//! Process configuration, read once from the environment at start-up.
//!
//! Parsing goes through [`AppConfig::from_lookup`] so tests can feed a plain
//! map instead of mutating the process environment.

use std::collections::HashMap;
use std::path::PathBuf;
use std::str::FromStr;
use std::time::Duration;

use crate::models::Role;
use crate::rate_limit::RateLimitConfig;

#[derive(Debug, thiserror::Error, PartialEq, Eq)]
pub enum ConfigError {
    #[error("{key} must be set")]
    Missing { key: &'static str },
    #[error("{key} has invalid value '{value}': {reason}")]
    Invalid { key: &'static str, value: String, reason: String },
}

#[derive(Debug, Clone, Copy, PartialEq, Eq)]
pub enum StoreBackend {
    Postgres,
    Memory,
}

#[derive(Debug, Clone, Copy, PartialEq, Eq)]
pub enum StorageBackend {
    Fs,
    S3,
}

/// Who may call `POST /api/register`.
#[derive(Debug, Clone, Copy, PartialEq, Eq)]
pub enum RegistrationPolicy {
    /// Anyone, unauthenticated.
    Open,
    /// Anyone while no user exists; afterwards an admin session is required.
    Bootstrap,
    /// Always an admin session. The first admin comes from `SEED_ADMIN_*`.
    AdminOnly,
}

#[derive(Debug, Clone, PartialEq, Eq)]
pub struct SeedAdmin {
    pub username: String,
    pub email: String,
    pub password: String,
}

#[derive(Debug, Clone)]
pub struct S3Config {
    pub bucket: String,
    pub endpoint: Option<String>,
    pub region: String,
    pub access_key: Option<String>,
    pub secret_key: Option<String>,
}

#[derive(Debug, Clone)]
pub struct AppConfig {
    pub bind_addr: String,
    pub environment: String,
    pub store: StoreBackend,
    pub database_url: Option<String>,
    pub database_max_connections: u32,
    pub session_ttl: Duration,
    pub session_cookie_secure: bool,
    pub registration: RegistrationPolicy,
    pub registration_role: Role,
    pub seed_admin: Option<SeedAdmin>,
    pub storage: StorageBackend,
    pub upload_dir: PathBuf,
    pub max_upload_bytes: usize,
    pub s3: S3Config,
    pub frontend_url: Option<String>,
    pub enable_hsts: bool,
    /// Key rate limits on `Forwarded`/`X-Forwarded-For`. Only safe behind a proxy that overwrites them.
    pub trust_proxy: bool,
    pub rate_limit_enabled: bool,
    pub rate_limits: RateLimitConfig,
    pub metrics_enabled: bool,
}

impl AppConfig {
    pub fn from_env() -> Result<Self, ConfigError> {
        Self::from_lookup(|key| std::env::var(key).ok())
    }

    pub fn from_map(map: &HashMap<&str, &str>) -> Result<Self, ConfigError> {
        Self::from_lookup(|key| map.get(key).map(|v| v.to_string()))
    }

    pub fn from_lookup<F>(lookup: F) -> Result<Self, ConfigError>
    where
        F: Fn(&str) -> Option<String>,
    {
        let get = |key: &str| lookup(key).filter(|v| !v.trim().is_empty());

        let store = match get("STORE_BACKEND").as_deref().map(str::to_ascii_lowercase).as_deref() {
            None | Some("postgres") => StoreBackend::Postgres,
            Some("memory") => StoreBackend::Memory,
            Some(other) => return Err(invalid("STORE_BACKEND", other, "expected postgres or memory")),
        };
        let database_url = get("DATABASE_URL");
        if store == StoreBackend::Postgres && database_url.is_none() {
            return Err(ConfigError::Missing { key: "DATABASE_URL" });
        }

        let storage = match get("STORAGE_BACKEND").as_deref().map(str::to_ascii_lowercase).as_deref() {
            None | Some("fs") => StorageBackend::Fs,
            Some("s3") => StorageBackend::S3,
            Some(other) => return Err(invalid("STORAGE_BACKEND", other, "expected fs or s3")),
        };

        let registration = match get("REGISTRATION_POLICY").as_deref().map(str::to_ascii_lowercase).as_deref() {
            None | Some("bootstrap") => RegistrationPolicy::Bootstrap,
            Some("open") => RegistrationPolicy::Open,
            Some("admin-only") | Some("admin_only") => RegistrationPolicy::AdminOnly,
            Some(other) => return Err(invalid("REGISTRATION_POLICY", other, "expected open, bootstrap or admin-only")),
        };
        let registration_role = match get("REGISTRATION_ROLE") {
            None => Role::Admin,
            Some(v) => v.parse().map_err(|e: crate::models::UnknownVariant| invalid("REGISTRATION_ROLE", &v, &e.to_string()))?,
        };

        let seed_admin = match (get("SEED_ADMIN_USERNAME"), get("SEED_ADMIN_PASSWORD")) {
            (Some(username), Some(password)) => Some(SeedAdmin {
                email: get("SEED_ADMIN_EMAIL").unwrap_or_else(|| format!("{username}@localhost")),
                username,
                password,
            }),
            (None, None) => None,
            (Some(_), None) => return Err(ConfigError::Missing { key: "SEED_ADMIN_PASSWORD" }),
            (None, Some(_)) => return Err(ConfigError::Missing { key: "SEED_ADMIN_USERNAME" }),
        };

        Ok(Self {
            bind_addr: get("BIND_ADDR").unwrap_or_else(|| "0.0.0.0:8080".into()),
            environment: get("APP_ENV").unwrap_or_else(|| "development".into()),
            store,
            database_url,
            database_max_connections: parse_or(&get, "DATABASE_MAX_CONNECTIONS", 5)?,
            session_ttl: Duration::from_secs(parse_or::<u64, _>(&get, "SESSION_TTL_HOURS", 24)? * 3600),
            session_cookie_secure: flag(&get, "SESSION_COOKIE_SECURE", false)?,
            registration,
            registration_role,
            seed_admin,
            storage,
            upload_dir: get("UPLOAD_DIR").map(PathBuf::from).unwrap_or_else(|| PathBuf::from("uploads")),
            max_upload_bytes: parse_or(&get, "MAX_UPLOAD_BYTES", 10 * 1024 * 1024)?,
            s3: S3Config {
                bucket: get("S3_BUCKET").unwrap_or_else(|| "casedesk-attachments".into()),
                endpoint: get("S3_ENDPOINT"),
                region: get("S3_REGION").unwrap_or_else(|| "us-east-1".into()),
                access_key: get("S3_ACCESS_KEY"),
                secret_key: get("S3_SECRET_KEY"),
            },
            frontend_url: get("FRONTEND_URL"),
            enable_hsts: flag(&get, "ENABLE_HSTS", false)?,
            trust_proxy: flag(&get, "TRUST_PROXY", false)?,
            rate_limit_enabled: flag(&get, "RATE_LIMIT_ENABLED", true)?,
            rate_limits: RateLimitConfig {
                submit_limit: parse_or(&get, "RL_SUBMIT_LIMIT", 5)?,
                submit_window: Duration::from_secs(parse_or(&get, "RL_SUBMIT_WINDOW", 600)?),
                track_limit: parse_or(&get, "RL_TRACK_LIMIT", 30)?,
                track_window: Duration::from_secs(parse_or(&get, "RL_TRACK_WINDOW", 60)?),
                login_limit: parse_or(&get, "RL_LOGIN_LIMIT", 10)?,
                login_window: Duration::from_secs(parse_or(&get, "RL_LOGIN_WINDOW", 900)?),
            },
            metrics_enabled: flag(&get, "METRICS_ENABLED", true)?,
        })
    }

    /// Settings suitable for tests and local runs: in-memory store, local
    /// uploads under `upload_dir`, rate limiting off.
    pub fn for_tests(upload_dir: impl Into<PathBuf>) -> Self {
        let mut map = HashMap::new();
        map.insert("STORE_BACKEND", "memory");
        map.insert("RATE_LIMIT_ENABLED", "false");
        map.insert("METRICS_ENABLED", "false");
        let mut cfg = Self::from_map(&map).unwrap_or_else(|e| panic!("test config: {e}"));
        cfg.upload_dir = upload_dir.into();
        cfg
    }
}

fn invalid(key: &'static str, value: &str, reason: &str) -> ConfigError {
    ConfigError::Invalid { key, value: value.to_string(), reason: reason.to_string() }
}

fn parse_or<T, G>(get: &G, key: &'static str, default: T) -> Result<T, ConfigError>
where
    T: FromStr,
    T::Err: std::fmt::Display,
    G: Fn(&str) -> Option<String>,
{
    match get(key) {
        None => Ok(default),
        Some(v) => v.trim().parse().map_err(|e: T::Err| invalid(key, &v, &e.to_string())),
    }
}

fn flag<G>(get: &G, key: &'static str, default: bool) -> Result<bool, ConfigError>
where
    G: Fn(&str) -> Option<String>,
{
    match get(key).map(|v| v.trim().to_ascii_lowercase()) {
        None => Ok(default),
        Some(v) if v == "1" || v == "true" || v == "yes" => Ok(true),
        Some(v) if v == "0" || v == "false" || v == "no" => Ok(false),
        Some(v) => Err(invalid(key, &v, "expected a boolean")),
    }
}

WHAT NEEDS TO BE DONE
Could you retype exactly the lines from the first one of the records through the line containing "use crate::models::Role;", both included, and nothing more?

SOLVED PROBLEM
//! Process configuration, read once from the environment at start-up.
//!
//! Parsing goes through [`AppConfig::from_lookup`] so tests can feed a plain
//! map instead of mutating the process environment.

use std::collections::HashMap;
use std::path::PathBuf;
use std::str::FromStr;
use std::time::Duration;

use crate::models::Role;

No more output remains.